──────── Data for review ────────

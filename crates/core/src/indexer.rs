use crate::db::SqliteSource;
use crate::document::table_mapping;
use crate::error::{IndexError, ScanError};
use crate::es::DocumentStore;
use crate::scan::DirectoryScanner;
use std::path::{Path, PathBuf};
use tracing::info;

pub struct SkippedSource {
    pub path: PathBuf,
    pub reason: String,
}

#[derive(Default)]
pub struct IndexReport {
    pub documents_indexed: u64,
    pub databases_indexed: usize,
    pub skipped: Vec<SkippedSource>,
}

/// Index every row of every table of every valid database under the
/// scanner's directory. The index is recreated from scratch; databases that
/// fail midway are reported and skipped rather than aborting the run.
pub async fn index_directory<S>(
    scanner: &DirectoryScanner,
    store: &S,
) -> Result<IndexReport, IndexError>
where
    S: DocumentStore + Sync,
{
    if !scanner.directory().is_dir() {
        return Err(ScanError::NotADirectory(scanner.directory().to_path_buf()).into());
    }

    let paths = scanner.valid_databases();
    store.recreate_index().await?;

    let mut report = IndexReport::default();
    for path in paths {
        match index_database(store, &path).await {
            Ok(count) => {
                report.documents_indexed += count;
                report.databases_indexed += 1;
            }
            Err(error) => report.skipped.push(SkippedSource {
                path,
                reason: error.to_string(),
            }),
        }
    }

    info!(
        directory = %scanner.directory().display(),
        documents = report.documents_indexed,
        databases = report.databases_indexed,
        skipped = report.skipped.len(),
        "indexing finished"
    );
    Ok(report)
}

async fn index_database<S>(store: &S, path: &Path) -> Result<u64, IndexError>
where
    S: DocumentStore + Sync,
{
    let source = SqliteSource::open(path)?;
    let mut indexed = 0u64;

    for table in source.table_names()? {
        let schema = source.table_schema(&table)?;
        store.put_table_mapping(&table_mapping(&schema)).await?;

        let documents = source.read_documents(&table)?;
        if documents.is_empty() {
            continue;
        }
        indexed += store.bulk_index(&documents).await?;
    }

    info!(path = %path.display(), documents = indexed, "database indexed");
    Ok(indexed)
}
use std::path::PathBuf;
use thiserror::Error;

#[derive(Debug, Error)]
pub enum ScanError {
    #[error("sqlite error: {0}")]
    Sqlite(#[from] rusqlite::Error),

    #[error("not a directory: {0}")]
    NotADirectory(PathBuf),
}

#[derive(Debug, Error)]
pub enum SearchError {
    #[error("invalid response from {backend}: {details}")]
    BackendResponse { backend: String, details: String },

    #[error("http error: {0}")]
    Http(#[from] reqwest::Error),

    #[error("serialize error: {0}")]
    Serialization(#[from] serde_json::Error),

    #[error("search request failed: {0}")]
    Request(String),
}

#[derive(Debug, Error)]
pub enum IndexError {
    #[error(transparent)]
    Scan(#[from] ScanError),

    #[error(transparent)]
    Search(#[from] SearchError),
}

────────

Your assignment => A bare number is all that is asked for: the count of lines above that include "display".

Solution below => 2